The knock against "Holocaust" is twofold. Many object to the word, derived from ancient Greek, because it translates as "burnt offering" -- in the sacrificial religious sense, according to select scholars. And that leads to a horrific connotation when speaking of the atrocities committed against the Jews, who were often driven to the gas chambers, then cremated. How could their fiery end be considered a sacrifice?
"If it's a burnt offering to God, then I don't want to know the God at the other end," says Michael Berenbaum, a leading scholar based at the University of Judaism in Los Angeles.
But the linguistic issues go deeper. As "Holocaust" seeps into the vernacular, the term has become attached not only to other genocides and mass slaughters -- in Armenia, Cambodia and elsewhere -- but also to a range of other events and movements. In an article for a Jewish publication, Diana Cole cited such examples as a People for the Ethical Treatment of Animals' "Holocaust on Your Plate" exhibit and SiliconeHolocaust.org, a Web site for "breast implant victims."
[...]
Still, others say the "burnt offering" religious concept isn't necessarily the correct interpretation. True, "holocaust" appears in the Greek translation of the Old Testament (or, as some now prefer to call it, the Hebrew scriptures). But "holocaust" was also employed before that to denote pagan sacrifices, removing it from the Judeo-Christian framework, researcher Jon Petrie has noted.
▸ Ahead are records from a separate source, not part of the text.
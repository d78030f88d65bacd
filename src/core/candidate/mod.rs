//! Candidate Domain
//!
//! Everything specific to candidate intake: the record and its field values,
//! the per-step validation rule tables, the intake state machine, and the
//! creation boundary handed the finished record.

pub mod creator;
pub mod intake;
pub mod record;
pub mod schema;
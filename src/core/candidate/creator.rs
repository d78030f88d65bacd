//! Candidate Creation Boundary
//!
//! The intake core does not persist or transmit anything itself. Once a
//! record is complete it is handed to a [`CandidateCreator`] supplied by the
//! host application; failure handling and retry policy belong to that
//! collaborator. [`LoggingCreator`] is the default for hosts without a
//! backend: it logs the accepted record and mints an id.

use std::fmt;

use async_trait::async_trait;
use serde::{Deserialize, Serialize};
use tracing::info;

use super::record::CandidateRecord;

/// Identifier assigned to a created candidate by the host collaborator.
#[derive(Debug, Clone, PartialEq, Eq, Hash, Serialize, Deserialize)]
pub struct CandidateId(pub String);

impl fmt::Display for CandidateId {
    fn fmt(&self, f: &mut fmt::Formatter<'_>) -> fmt::Result {
        write!(f, "{}", self.0)
    }
}

/// Errors surfaced by the creation collaborator.
#[derive(Debug, Clone, PartialEq, Eq, thiserror::Error)]
pub enum CreateError {
    #[error("Candidate rejected: {0}")]
    Rejected(String),

    #[error("Candidate service unavailable: {0}")]
    Unavailable(String),
}

/// Host-supplied collaborator that turns a finished record into a candidate.
#[cfg_attr(test, mockall::automock)]
#[async_trait]
pub trait CandidateCreator: Send + Sync {
    async fn create_candidate(&self, record: &CandidateRecord) -> Result<CandidateId, CreateError>;
}

/// Default collaborator: logs the record and returns a fresh id.
#[derive(Debug, Default)]
pub struct LoggingCreator;

#[async_trait]
impl CandidateCreator for LoggingCreator {
    async fn create_candidate(&self, record: &CandidateRecord) -> Result<CandidateId, CreateError> {
        let id = CandidateId(uuid::Uuid::new_v4().to_string());
        info!(
            candidate_id = %id,
            candidate_name = record.display_name().as_deref().unwrap_or("<unnamed>"),
            field_count = record.len(),
            "Candidate created"
        );
        Ok(id)
    }
}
And in the 20th century, "holocaust" took on variety of meanings before it became forever wedded to the crimes of the Nazi era. Often, it simply signified a great fire. In his writings, Petrie goes so far as to quote a 1940 advertisement in the pre-state of Israel Palestine Post for a show by one Mandrake the Magician, promising "a flaming holocaust of thrills."
Right word may not exist
In the early years of the Cold War, "holocaust" was far more likely to be used in conjunction with the threat of nuclear disaster. Petrie has argued that it was such usage that prompted Jewish writers, including Wiesel, to co-opt the term when referring to Hitler's dreaded "Final Solution."
"American Jewish writers probably abandoned such words as 'disaster,' 'catastrophe' and 'massacre' in favor of 'holocaust' in the 1960s because 'holocaust,' with its evocation of the then actively feared nuclear mass death, effectively conveyed something of the horror of the Jewish experience during World War II."
Myself, I don't have strong feelings either way. The main thing is, once you've settled on the term, to define it clearly so people know what you're talking about. The first argument strikes me as stronger than the second: "holocaust" did mean a "whole burnt offering" to God in biblical Greek, which is the wrong connotation for Auschwitz. But, at the same time, usage trumps etymology, and the twentieth-century usage was more complicated. The second argument strikes me as weak: whatever term is chosen, some people are going to apply it to their own cause, no matter how inappropriately.
A thoughtful article, well worth reading in full.
UPDATE (19 April): The Am ha-Aretz blogger e-mailed me to draw attention to this post. It appears that the Israeli Knesset has changed the date of Yom HaShoah this year, making it begin on the evening of the 18th through this evening (the 19th).